# [TASK ITEM]
Search the records for the string "RouteGroundTruth". Copy each line where it occurs.

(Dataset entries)
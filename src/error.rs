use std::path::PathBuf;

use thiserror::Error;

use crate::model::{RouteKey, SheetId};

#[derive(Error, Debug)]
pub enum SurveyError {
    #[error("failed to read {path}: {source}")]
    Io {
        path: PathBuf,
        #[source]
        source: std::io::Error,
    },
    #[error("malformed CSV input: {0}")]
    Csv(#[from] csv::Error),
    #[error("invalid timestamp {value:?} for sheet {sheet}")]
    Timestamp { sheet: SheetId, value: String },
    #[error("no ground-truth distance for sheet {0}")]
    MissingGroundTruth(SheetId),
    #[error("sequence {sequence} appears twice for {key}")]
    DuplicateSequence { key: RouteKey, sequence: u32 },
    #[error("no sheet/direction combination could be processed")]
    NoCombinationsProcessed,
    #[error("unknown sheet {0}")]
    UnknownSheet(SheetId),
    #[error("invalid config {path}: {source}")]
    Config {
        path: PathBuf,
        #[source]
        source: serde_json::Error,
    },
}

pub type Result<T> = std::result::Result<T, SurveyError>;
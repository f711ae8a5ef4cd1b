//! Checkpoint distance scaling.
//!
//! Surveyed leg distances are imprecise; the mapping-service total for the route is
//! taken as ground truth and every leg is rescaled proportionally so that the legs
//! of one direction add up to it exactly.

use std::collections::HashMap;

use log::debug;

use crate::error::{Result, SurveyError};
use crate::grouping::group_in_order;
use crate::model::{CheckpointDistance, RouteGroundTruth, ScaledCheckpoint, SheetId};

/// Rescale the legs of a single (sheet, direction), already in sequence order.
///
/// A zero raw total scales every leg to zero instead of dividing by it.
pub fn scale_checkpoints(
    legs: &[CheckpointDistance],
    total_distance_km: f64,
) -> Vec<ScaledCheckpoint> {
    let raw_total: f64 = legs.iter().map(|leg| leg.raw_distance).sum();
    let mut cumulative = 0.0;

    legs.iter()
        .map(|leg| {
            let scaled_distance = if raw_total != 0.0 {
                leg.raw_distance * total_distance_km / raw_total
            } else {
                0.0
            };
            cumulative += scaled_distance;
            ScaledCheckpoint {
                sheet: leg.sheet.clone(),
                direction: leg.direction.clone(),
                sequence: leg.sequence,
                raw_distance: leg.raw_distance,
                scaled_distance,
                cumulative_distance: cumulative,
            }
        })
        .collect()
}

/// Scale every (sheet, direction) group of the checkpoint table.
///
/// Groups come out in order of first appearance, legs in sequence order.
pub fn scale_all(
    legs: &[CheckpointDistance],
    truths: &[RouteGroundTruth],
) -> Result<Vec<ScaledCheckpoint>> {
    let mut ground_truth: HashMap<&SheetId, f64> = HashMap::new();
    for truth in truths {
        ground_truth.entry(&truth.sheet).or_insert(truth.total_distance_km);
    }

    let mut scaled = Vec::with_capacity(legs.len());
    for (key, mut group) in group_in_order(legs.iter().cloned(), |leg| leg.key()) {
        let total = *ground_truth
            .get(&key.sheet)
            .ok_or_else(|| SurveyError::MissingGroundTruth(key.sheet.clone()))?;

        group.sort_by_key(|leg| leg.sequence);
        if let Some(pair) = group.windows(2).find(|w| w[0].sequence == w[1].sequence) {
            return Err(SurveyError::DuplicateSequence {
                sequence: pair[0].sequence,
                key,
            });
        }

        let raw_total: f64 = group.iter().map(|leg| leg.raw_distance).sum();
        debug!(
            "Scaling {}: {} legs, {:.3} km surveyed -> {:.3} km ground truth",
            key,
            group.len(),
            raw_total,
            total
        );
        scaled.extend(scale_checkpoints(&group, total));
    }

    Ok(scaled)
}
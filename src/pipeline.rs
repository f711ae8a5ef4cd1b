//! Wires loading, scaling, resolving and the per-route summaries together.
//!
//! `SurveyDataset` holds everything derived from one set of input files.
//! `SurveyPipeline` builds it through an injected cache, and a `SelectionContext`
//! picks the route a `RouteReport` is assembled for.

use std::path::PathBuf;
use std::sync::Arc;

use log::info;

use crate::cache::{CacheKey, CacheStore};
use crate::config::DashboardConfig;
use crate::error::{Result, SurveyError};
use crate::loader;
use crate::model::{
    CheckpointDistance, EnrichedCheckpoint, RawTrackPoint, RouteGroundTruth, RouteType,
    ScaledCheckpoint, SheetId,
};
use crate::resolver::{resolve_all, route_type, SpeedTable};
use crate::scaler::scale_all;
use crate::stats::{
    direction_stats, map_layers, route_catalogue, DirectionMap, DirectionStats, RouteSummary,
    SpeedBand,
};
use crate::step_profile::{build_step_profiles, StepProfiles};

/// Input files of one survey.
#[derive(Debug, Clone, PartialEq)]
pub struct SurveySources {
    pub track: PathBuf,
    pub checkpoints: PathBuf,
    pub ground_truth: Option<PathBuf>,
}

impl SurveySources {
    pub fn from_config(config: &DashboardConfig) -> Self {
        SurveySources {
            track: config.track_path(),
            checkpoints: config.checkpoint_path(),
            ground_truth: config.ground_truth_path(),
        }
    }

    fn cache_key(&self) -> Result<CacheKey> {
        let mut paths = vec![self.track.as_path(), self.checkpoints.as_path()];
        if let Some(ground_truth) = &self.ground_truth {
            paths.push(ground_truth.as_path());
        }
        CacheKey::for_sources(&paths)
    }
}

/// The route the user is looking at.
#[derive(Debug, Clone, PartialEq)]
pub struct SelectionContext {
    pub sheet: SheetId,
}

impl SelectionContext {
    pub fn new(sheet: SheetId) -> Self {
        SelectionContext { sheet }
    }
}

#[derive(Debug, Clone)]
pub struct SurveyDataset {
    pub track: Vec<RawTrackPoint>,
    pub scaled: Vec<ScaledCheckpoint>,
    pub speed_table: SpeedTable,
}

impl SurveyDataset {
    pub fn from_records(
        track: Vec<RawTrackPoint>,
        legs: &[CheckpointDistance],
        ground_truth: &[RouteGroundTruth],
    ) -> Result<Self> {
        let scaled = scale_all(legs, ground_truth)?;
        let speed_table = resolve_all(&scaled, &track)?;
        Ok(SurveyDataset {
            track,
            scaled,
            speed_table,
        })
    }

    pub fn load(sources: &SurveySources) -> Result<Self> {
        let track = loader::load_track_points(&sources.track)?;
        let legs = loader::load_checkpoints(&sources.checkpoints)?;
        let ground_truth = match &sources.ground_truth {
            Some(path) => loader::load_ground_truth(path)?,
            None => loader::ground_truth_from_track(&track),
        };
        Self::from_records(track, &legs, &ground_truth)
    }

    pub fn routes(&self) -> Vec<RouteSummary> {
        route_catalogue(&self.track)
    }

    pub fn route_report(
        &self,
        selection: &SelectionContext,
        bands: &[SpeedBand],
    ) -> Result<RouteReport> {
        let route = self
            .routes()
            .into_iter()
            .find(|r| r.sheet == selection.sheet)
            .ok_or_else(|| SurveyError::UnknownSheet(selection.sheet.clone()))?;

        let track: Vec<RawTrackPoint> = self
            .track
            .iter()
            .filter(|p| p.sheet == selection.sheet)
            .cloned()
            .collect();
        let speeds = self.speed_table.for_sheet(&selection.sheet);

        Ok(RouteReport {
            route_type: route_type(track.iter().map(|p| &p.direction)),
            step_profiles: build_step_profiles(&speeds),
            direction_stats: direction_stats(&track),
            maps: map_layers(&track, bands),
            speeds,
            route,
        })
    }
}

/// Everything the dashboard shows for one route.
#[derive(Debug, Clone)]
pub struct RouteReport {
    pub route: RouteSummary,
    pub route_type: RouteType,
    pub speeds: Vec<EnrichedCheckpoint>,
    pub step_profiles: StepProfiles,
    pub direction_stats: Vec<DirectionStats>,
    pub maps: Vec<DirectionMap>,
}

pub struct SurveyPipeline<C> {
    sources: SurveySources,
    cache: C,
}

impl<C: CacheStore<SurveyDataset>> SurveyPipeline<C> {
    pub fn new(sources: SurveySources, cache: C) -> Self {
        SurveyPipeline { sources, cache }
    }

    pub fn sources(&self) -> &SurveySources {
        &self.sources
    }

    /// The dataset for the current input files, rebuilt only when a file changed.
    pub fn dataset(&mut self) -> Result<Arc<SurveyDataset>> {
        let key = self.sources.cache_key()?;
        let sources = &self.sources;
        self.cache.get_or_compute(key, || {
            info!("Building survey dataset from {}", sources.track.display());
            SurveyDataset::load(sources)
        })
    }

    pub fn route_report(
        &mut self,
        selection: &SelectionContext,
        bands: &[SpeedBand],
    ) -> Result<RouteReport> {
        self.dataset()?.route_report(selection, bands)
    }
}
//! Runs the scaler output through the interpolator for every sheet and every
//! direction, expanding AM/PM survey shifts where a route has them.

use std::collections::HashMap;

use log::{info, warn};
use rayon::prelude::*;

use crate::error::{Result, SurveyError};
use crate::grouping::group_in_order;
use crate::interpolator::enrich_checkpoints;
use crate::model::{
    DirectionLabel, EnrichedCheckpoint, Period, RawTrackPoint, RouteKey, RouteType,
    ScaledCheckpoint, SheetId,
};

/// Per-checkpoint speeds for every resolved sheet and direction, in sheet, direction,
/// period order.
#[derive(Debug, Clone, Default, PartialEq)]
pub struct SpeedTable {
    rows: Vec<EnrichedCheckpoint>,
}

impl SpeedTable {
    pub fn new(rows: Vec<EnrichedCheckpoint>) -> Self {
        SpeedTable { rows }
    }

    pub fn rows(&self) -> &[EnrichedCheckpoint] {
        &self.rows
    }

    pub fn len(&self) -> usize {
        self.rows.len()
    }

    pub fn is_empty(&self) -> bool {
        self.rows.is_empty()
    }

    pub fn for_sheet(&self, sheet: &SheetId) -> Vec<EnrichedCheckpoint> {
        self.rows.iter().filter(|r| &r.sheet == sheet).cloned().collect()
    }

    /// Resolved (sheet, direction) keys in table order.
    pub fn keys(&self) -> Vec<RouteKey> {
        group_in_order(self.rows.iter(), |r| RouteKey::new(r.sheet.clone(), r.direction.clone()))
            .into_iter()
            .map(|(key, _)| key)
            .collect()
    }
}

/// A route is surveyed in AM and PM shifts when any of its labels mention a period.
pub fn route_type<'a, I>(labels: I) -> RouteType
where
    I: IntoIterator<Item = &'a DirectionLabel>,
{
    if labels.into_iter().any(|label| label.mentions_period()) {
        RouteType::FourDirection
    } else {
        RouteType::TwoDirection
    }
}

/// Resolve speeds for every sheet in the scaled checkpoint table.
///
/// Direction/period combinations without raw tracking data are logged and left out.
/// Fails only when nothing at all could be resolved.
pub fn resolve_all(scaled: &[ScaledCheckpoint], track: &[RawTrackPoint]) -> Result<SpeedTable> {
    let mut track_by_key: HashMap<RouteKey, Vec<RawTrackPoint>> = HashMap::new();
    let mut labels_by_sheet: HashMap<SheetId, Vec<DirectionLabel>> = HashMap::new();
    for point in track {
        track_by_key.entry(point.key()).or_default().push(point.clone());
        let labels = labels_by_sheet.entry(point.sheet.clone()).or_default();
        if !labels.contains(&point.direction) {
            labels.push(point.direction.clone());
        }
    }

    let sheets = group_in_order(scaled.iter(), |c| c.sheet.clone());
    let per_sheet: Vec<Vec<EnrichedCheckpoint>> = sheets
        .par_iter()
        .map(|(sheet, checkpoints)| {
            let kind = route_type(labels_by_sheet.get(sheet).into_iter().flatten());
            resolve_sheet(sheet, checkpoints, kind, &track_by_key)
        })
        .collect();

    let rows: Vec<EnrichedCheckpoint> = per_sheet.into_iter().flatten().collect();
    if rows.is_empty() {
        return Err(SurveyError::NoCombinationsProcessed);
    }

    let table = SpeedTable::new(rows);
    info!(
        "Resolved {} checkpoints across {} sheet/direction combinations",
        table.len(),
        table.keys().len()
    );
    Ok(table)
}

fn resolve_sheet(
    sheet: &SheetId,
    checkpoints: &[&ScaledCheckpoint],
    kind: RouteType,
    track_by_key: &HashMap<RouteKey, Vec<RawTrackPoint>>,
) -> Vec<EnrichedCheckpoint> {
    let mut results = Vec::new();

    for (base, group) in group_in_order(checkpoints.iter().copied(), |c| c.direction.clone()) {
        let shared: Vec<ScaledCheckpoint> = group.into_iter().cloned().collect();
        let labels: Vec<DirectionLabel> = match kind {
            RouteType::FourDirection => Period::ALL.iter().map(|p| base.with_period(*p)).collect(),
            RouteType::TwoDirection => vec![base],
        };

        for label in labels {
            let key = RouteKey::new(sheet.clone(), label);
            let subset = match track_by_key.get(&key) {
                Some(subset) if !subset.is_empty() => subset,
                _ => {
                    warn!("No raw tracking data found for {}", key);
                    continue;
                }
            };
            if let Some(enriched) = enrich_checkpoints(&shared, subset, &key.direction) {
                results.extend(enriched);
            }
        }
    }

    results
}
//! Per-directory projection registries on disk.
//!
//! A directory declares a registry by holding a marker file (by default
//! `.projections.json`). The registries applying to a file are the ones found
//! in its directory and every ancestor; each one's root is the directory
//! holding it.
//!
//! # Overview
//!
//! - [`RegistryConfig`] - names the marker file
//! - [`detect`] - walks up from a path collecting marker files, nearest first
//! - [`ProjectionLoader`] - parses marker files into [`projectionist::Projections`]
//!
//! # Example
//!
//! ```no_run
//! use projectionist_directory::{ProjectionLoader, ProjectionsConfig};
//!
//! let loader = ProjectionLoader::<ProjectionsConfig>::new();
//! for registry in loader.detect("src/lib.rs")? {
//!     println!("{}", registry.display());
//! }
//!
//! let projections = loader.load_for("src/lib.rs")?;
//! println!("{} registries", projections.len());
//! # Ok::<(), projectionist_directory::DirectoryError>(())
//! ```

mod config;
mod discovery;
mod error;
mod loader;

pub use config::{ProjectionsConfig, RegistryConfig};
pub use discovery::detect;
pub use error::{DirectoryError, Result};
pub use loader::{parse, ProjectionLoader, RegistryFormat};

# [EXERCISE ANSWER]
use crate::model::{CheckpointDistance, RouteGroundTruth, ScaledCheckpoint, SheetId};
    truths: &[RouteGroundTruth],
    CheckpointDistance, EnrichedCheckpoint, RawTrackPoint, RouteGroundTruth, RouteType,
        ground_truth: &[RouteGroundTruth],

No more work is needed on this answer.